Interview: Challenges for Brazilian farmers
(PORTO ALEGRE, Brazil) Agriculture.com--Kátia Abreu once was listed among the top 100 most influential people in Brazil. She is an independent senator from the state of Tocantins and president of the Federation of Agriculture and Livestock of Brazil, a counterpart of the National Farmers Union. Being recognized as the rural voice of the country, Abreu joined many fights in order to defend less aggressive regulations that would curb the Brazilian agricultural production. The height of these frictions was when the new Foresting Code was discussed in Brazil. In a UN Conference about climate change in Cancún, Mexico, Greenpeace even delivered a chainsaw to Abreu in an unkind protest.
In an exclusive interview to Agriculture, she chatted about the challenges of Brazilian agriculture. The senator thinks the main challenges to agricultural production in the country are not logistics nor caterpillars, but the next election. Abreu believes that if former Natural Environmental minister Marinal Silva is elected vice president, Brazilian farmers would be hurt by aggressive environmental regulations pushed by international NGOs.
Agriculture.com - Do you think the logistics chaos will repeat again in 2014 with lines in the main ports by April? Do you think logistics will continue to be the main challenge of Brazilian agriculture?
Kátia Abreu - I'm more optimistic about this situation. The first aspect is the corn production. We will not have the same level of corn exports in the same period. Another factor is anticipated commercialization. Last year, 85% of the sales were made in advance. This year, we did not sell 30% of our corn until December. And a third thing is the government program directed to build warehouses. Payment deadlines are extended and interest rates are compatible with producers' capability. More warehouses will be available in the farms and to other chain players.
Agriculture.com - Helicoverpa Armigera (known as the corn earworm in the U.S.) has been a major concern in many states of Brazil. In some areas, soybean losses are estimated at 10% just because of that caterpillar. How are farmers and the sector in general fighting the problem?
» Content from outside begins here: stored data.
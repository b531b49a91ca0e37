//! Schematics - Invocation of named, reusable tree transformations
//!
//! A schematic is a named transformation over a virtual file tree. Callers
//! supply raw options and a source of trees; the schematic asks its engine for
//! a fresh invocation context, waits for the first tree, has the engine
//! transform the options, builds a rule from its factory, and applies that
//! rule. Results are delivered as an asynchronous stream.
//!
//! # Architecture
//!
//! - [`schematic`] - The invocation pipeline
//! - [`collection`] - Registries that own and construct schematics
//! - [`rules`] - Rules, rule factories, and nested invocation
//! - [`engine`] - Context creation and option transformation
//! - [`core`] - Domain types, trees, descriptions, and configuration
//!
//! # Correctness Invariants
//!
//! 1. Schematic names are validated before a schematic exists
//! 2. Every invocation gets its own context, linked to its parent when nested
//! 3. Only the first tree of a host source is consumed
//! 4. The rule factory runs at most once per invocation, after options are final
//! 5. Failures end the invocation stream; no tree follows an error

pub mod collection;
pub mod core;
pub mod engine;
pub mod rules;
pub mod schematic;
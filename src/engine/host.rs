//! engine::host
//!
//! The configuration-backed engine.
//!
//! [`SchematicEngine`] takes its context flags from [`Config`] and runs
//! options through an ordered transform pipeline. The default pipeline is
//! [`ObjectOptions`], then [`ConfigDefaults`], then [`SchemaOptions`]; custom
//! transforms are appended after them.

use std::sync::Arc;

use async_trait::async_trait;

use super::options::{run_transforms, ConfigDefaults, ObjectOptions, OptionTransform, SchemaOptions};
use super::{Engine, EngineError, Options, PartialContext, SchematicContext};
use crate::core::config::Config;
use crate::schematic::Schematic;

/// Engine backed by loaded configuration.
#[derive(Clone)]
pub struct SchematicEngine {
    config: Config,
    transforms: Vec<Arc<dyn OptionTransform>>,
}

impl SchematicEngine {
    /// Create an engine with the default transform pipeline.
    pub fn new(config: Config) -> Self {
        let transforms: Vec<Arc<dyn OptionTransform>> = vec![
            Arc::new(ObjectOptions),
            Arc::new(ConfigDefaults::new(config.clone())),
            Arc::new(SchemaOptions),
        ];
        Self { config, transforms }
    }

    /// Append a transform to the pipeline.
    pub fn with_transform(mut self, transform: impl OptionTransform + 'static) -> Self {
        self.transforms.push(Arc::new(transform));
        self
    }

    pub fn config(&self) -> &Config {
        &self.config
    }

    /// Names of the transforms, in the order they run.
    pub fn transforms(&self) -> Vec<&'static str> {
        self.transforms.iter().map(|t| t.name()).collect()
    }
}

impl Default for SchematicEngine {
    fn default() -> Self {
        Self::new(Config::default())
    }
}

impl std::fmt::Debug for SchematicEngine {
    fn fmt(&self, f: &mut std::fmt::Formatter<'_>) -> std::fmt::Result {
        f.debug_struct("SchematicEngine")
            .field("config", &self.config)
            .field("transforms", &self.transforms())
            .finish()
    }
}

#[async_trait]
impl Engine for SchematicEngine {
    fn name(&self) -> &'static str {
        "schematic"
    }

    fn create_context(
        &self,
        schematic: &Schematic,
        parent: Option<PartialContext>,
    ) -> SchematicContext {
        SchematicContext::new(
            schematic.clone(),
            parent,
            self.config.debug(),
            self.config.interactive(),
        )
    }

    async fn transform_options(
        &self,
        schematic: &Schematic,
        options: Options,
    ) -> Result<Options, EngineError> {
        run_transforms(&self.transforms, schematic.description(), options).await
    }
}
Abreu - I have worked hard in order to approve the usage of biotech production at Anvisa (Brazil's National Agency of Sanitary Surveillance). There is a huge bureaucracy that does not release the most effective pesticides. I've put huge pressure on Anvisa to release those pesticides that effectively will resolve the problem.
Agriculture.com - In 2013, the U.S. exported a record amount of wheat to Brazil because of shortages generated by Argentina in the Mercorsur trade bloc (which includes Brazil, Argentina, Uruguay, Paraguay, and most recently, Venezuela and Bolivia). The extension of the exemption of external tariff benefitting U.S. farmers has made some Brazilians complain about the changes. Mills, on the other hand, want more U.S. wheat in the market. In the meantime, local federations say that Brazil could triple wheat production from one season to another if rules are not changed within the year. In your opinion, what is the solution?